Dataset items:
========================================

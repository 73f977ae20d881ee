//! Trend normalization: a fast primary collection divided by a slow baseline.
//!
//! The baseline (`{name}_2t`) has twice the primary's lifetime and starts
//! twice as far back, so it is a longer-memory reference series. Dividing
//! primary by baseline turns an ever-growing count into a bounded "how hot
//! is this now versus its own recent history" signal.

use std::collections::HashMap;
use std::sync::Arc;

use chrono::{DateTime, Duration, Utc};

use forget_core::config::DecayConfig;
use forget_core::constants::{baseline_name, DEFAULT_INCREMENT};
use forget_core::errors::{ForgetError, ForgetResult};
use forget_core::models::{BinScores, FetchOptions, TrendScore};
use forget_core::traits::{BatchOutcome, ICounterStore};
use forget_observability::events;

use crate::collection::DecayingCounterCollection;
use crate::formula;
use crate::metadata;

/// Whether each side accepted an increment.
#[derive(Debug, Clone, Copy, PartialEq, Eq)]
pub struct IncrementReport {
    pub primary: bool,
    pub baseline: bool,
}

/// A primary collection and its derived baseline, always built together.
#[derive(Debug)]
pub struct TrendNormalizer {
    name: String,
    primary: DecayingCounterCollection,
    baseline: DecayingCounterCollection,
}

impl TrendNormalizer {
    /// Create both collections, with `start` defaulting to `now − lifetime`.
    pub fn create(
        store: Arc<dyn ICounterStore>,
        name: &str,
        lifetime: Duration,
        start: Option<DateTime<Utc>>,
    ) -> ForgetResult<Self> {
        Self::create_at(store, name, lifetime, start, Utc::now())
    }

    /// [`create`](Self::create) with the construction clock pinned to `now`.
    ///
    /// Both collections are written in one guarded batch: either both exist
    /// afterwards or neither does.
    pub fn create_at(
        store: Arc<dyn ICounterStore>,
        name: &str,
        lifetime: Duration,
        start: Option<DateTime<Utc>>,
        now: DateTime<Utc>,
    ) -> ForgetResult<Self> {
        metadata::validate(name, lifetime)?;
        let baseline = baseline_name(name);
        let baseline_lifetime = formula::baseline_lifetime(lifetime).ok_or_else(|| {
            ForgetError::invalid(format!("trend {name}: baseline lifetime overflows"))
        })?;

        let start = match start {
            Some(start) => start,
            None => now.checked_sub_signed(lifetime).ok_or_else(|| {
                ForgetError::invalid(format!("trend {name}: default start overflows"))
            })?,
        };
        let start = metadata::storable_timestamp(start)?;
        let baseline_start = formula::baseline_start(now, start).ok_or_else(|| {
            ForgetError::invalid(format!("trend {name}: baseline start overflows"))
        })?;
        let baseline_start = metadata::storable_timestamp(baseline_start)?;

        let mut ops = metadata::creation_ops(name, lifetime, start);
        ops.extend(metadata::creation_ops(&baseline, baseline_lifetime, baseline_start));
        if let BatchOutcome::Conflict { key } = store.batch(&ops)? {
            return Err(ForgetError::invalid(format!(
                "trend {name} already exists (found {key})"
            )));
        }

        events::collection_created(
            name,
            lifetime.num_seconds(),
            &metadata::encode_timestamp(start),
        );
        events::collection_created(
            &baseline,
            baseline_lifetime.num_seconds(),
            &metadata::encode_timestamp(baseline_start),
        );

        Ok(Self {
            name: name.to_string(),
            primary: DecayingCounterCollection::from_parts(Arc::clone(&store), name, lifetime),
            baseline: DecayingCounterCollection::from_parts(store, &baseline, baseline_lifetime),
        })
    }

    /// Attach to both persisted collections. `NotFound` if either is missing;
    /// `InvalidArgument` if the baseline lifetime is not twice the primary's.
    pub fn reify(store: Arc<dyn ICounterStore>, name: &str) -> ForgetResult<Self> {
        let primary = DecayingCounterCollection::reify(Arc::clone(&store), name)?;
        let baseline = DecayingCounterCollection::reify(store, &baseline_name(name))?;

        let expected = formula::baseline_lifetime(primary.lifetime())
            .ok_or_else(|| ForgetError::invalid(format!("trend {name}: lifetime overflows")))?;
        if baseline.lifetime() != expected {
            return Err(ForgetError::invalid(format!(
                "trend {name}: baseline lifetime {}s is not {}s",
                baseline.lifetime().num_seconds(),
                expected.num_seconds()
            )));
        }

        Ok(Self {
            name: name.to_string(),
            primary,
            baseline,
        })
    }

    /// Reify-or-create, with the same rules as
    /// [`DecayingCounterCollection::open`]. A trend with only one of its two
    /// collections persisted is rejected rather than repaired.
    pub fn open(
        store: Arc<dyn ICounterStore>,
        name: &str,
        lifetime: Option<Duration>,
        start: Option<DateTime<Utc>>,
    ) -> ForgetResult<Self> {
        let Some(lifetime) = lifetime else {
            return Self::reify(store, name);
        };

        let has_primary = metadata::exists(store.as_ref(), name)?;
        let has_baseline = metadata::exists(store.as_ref(), &baseline_name(name))?;
        match (has_primary, has_baseline) {
            (false, false) => Self::create(store, name, lifetime, start),
            (true, true) => {
                let existing = Self::reify(store, name)?;
                if existing.lifetime().num_seconds() != lifetime.num_seconds() {
                    return Err(ForgetError::invalid(format!(
                        "trend {name} exists with lifetime {}s, requested {}s",
                        existing.lifetime().num_seconds(),
                        lifetime.num_seconds()
                    )));
                }
                Ok(existing)
            }
            (primary, baseline) => {
                tracing::warn!(name, primary, baseline, "trend only partially persisted");
                Err(ForgetError::invalid(format!(
                    "trend {name} is only partially persisted"
                )))
            }
        }
    }

    /// Apply a decay config to both collections.
    pub fn with_config(self, config: &DecayConfig) -> Self {
        Self {
            name: self.name,
            primary: self.primary.with_config(config),
            baseline: self.baseline.with_config(config),
        }
    }

    pub fn name(&self) -> &str {
        &self.name
    }

    /// The primary collection's lifetime.
    pub fn lifetime(&self) -> Duration {
        self.primary.lifetime()
    }

    pub fn primary(&self) -> &DecayingCounterCollection {
        &self.primary
    }

    pub fn baseline(&self) -> &DecayingCounterCollection {
        &self.baseline
    }

    /// Add 1.0 to `bin` on both sides, timestamped now.
    pub fn increment(&self, bin: &str) -> ForgetResult<IncrementReport> {
        self.increment_by(bin, DEFAULT_INCREMENT, Utc::now())
    }

    /// Forward to both collections. Each applies its own stale-write rule.
    pub fn increment_by(
        &self,
        bin: &str,
        amount: f64,
        at: DateTime<Utc>,
    ) -> ForgetResult<IncrementReport> {
        Ok(IncrementReport {
            primary: self.primary.increment_by(bin, amount, at)?,
            baseline: self.baseline.increment_by(bin, amount, at)?,
        })
    }

    /// Same decay target for both sides.
    fn split(opts: FetchOptions) -> (FetchOptions, FetchOptions) {
        let pinned = FetchOptions {
            at: Some(opts.resolve_at()),
            ..opts
        };
        let baseline = FetchOptions {
            limit: None,
            ..pinned
        };
        (pinned, baseline)
    }

    /// Normalized scores for the primary's top `opts.limit` bins.
    ///
    /// Entries keep the primary's descending raw-score order; they are not
    /// re-sorted by normalized value. A bin missing from the baseline
    /// normalizes to 0.0.
    pub fn fetch(&self, opts: FetchOptions) -> ForgetResult<BinScores> {
        let (primary_opts, baseline_opts) = Self::split(opts);
        let counts = self.primary.fetch(primary_opts)?;
        let norms: HashMap<String, f64> = self.baseline.fetch(baseline_opts)?.into_map();

        Ok(counts
            .into_vec()
            .into_iter()
            .map(|(bin, count)| {
                let normalized = formula::normalize(count, norms.get(&bin).copied()).unwrap_or(0.0);
                (bin, normalized)
            })
            .collect())
    }

    /// Normalized score for one bin.
    ///
    /// `None` when the primary has no score for `bin`; `NoBaseline` when the
    /// primary does but the baseline does not. Unlike [`fetch`](Self::fetch),
    /// a missing baseline is never folded into 0.0 here.
    pub fn fetch_bin(&self, bin: &str, opts: FetchOptions) -> ForgetResult<Option<TrendScore>> {
        let (primary_opts, baseline_opts) = Self::split(opts);
        let count = self.primary.fetch_bin(bin, primary_opts)?;
        let norm = self.baseline.fetch_bin(bin, baseline_opts)?;

        Ok(count.map(|count| match formula::normalize(count, norm) {
            Some(ratio) => TrendScore::Normalized(ratio),
            None => TrendScore::NoBaseline,
        }))
    }
}
//! Structured log events for key decay operations.
//!
//! Each function emits a `tracing` event with structured fields.

/// A collection was created fresh.
pub fn collection_created(name: &str, lifetime_secs: i64, last_decayed: &str) {
    tracing::info!(
        event = "collection_created",
        name = %name,
        lifetime_secs,
        last_decayed = %last_decayed,
        "collection created"
    );
}

/// A collection was loaded from persisted metadata.
pub fn collection_reified(name: &str, lifetime_secs: i64) {
    tracing::debug!(
        event = "collection_reified",
        name = %name,
        lifetime_secs,
        "collection reified"
    );
}

/// Decay was applied to every bin of a collection.
pub fn decay_applied(name: &str, elapsed_secs: f64, factor: f64) {
    tracing::debug!(
        event = "decay_applied",
        name = %name,
        elapsed_secs,
        factor,
        "decay applied"
    );
}

/// Scrub removed near-zero bins.
pub fn bins_scrubbed(name: &str, removed: usize, threshold: f64) {
    if removed > 0 {
        tracing::debug!(
            event = "bins_scrubbed",
            name = %name,
            removed,
            threshold,
            "bins scrubbed"
        );
    }
}

/// An increment older than the last decay was dropped.
pub fn stale_increment_dropped(name: &str, bin: &str, at: &str, last_decayed: &str) {
    tracing::debug!(
        event = "stale_increment_dropped",
        name = %name,
        bin = %bin,
        at = %at,
        last_decayed = %last_decayed,
        "stale increment dropped"
    );
}

/// A guarded write lost to a concurrent decay and will be retried.
pub fn decay_conflict(name: &str, attempt: u32) {
    tracing::warn!(
        event = "decay_conflict",
        name = %name,
        attempt,
        "concurrent decay detected, retrying"
    );
}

========================================

:: What you should do ::
Copy down every line of the entries containing the word "removed".

:: Exercise result ::
/// Scrub removed near-zero bins.
pub fn bins_scrubbed(name: &str, removed: usize, threshold: f64) {
    if removed > 0 {
            removed,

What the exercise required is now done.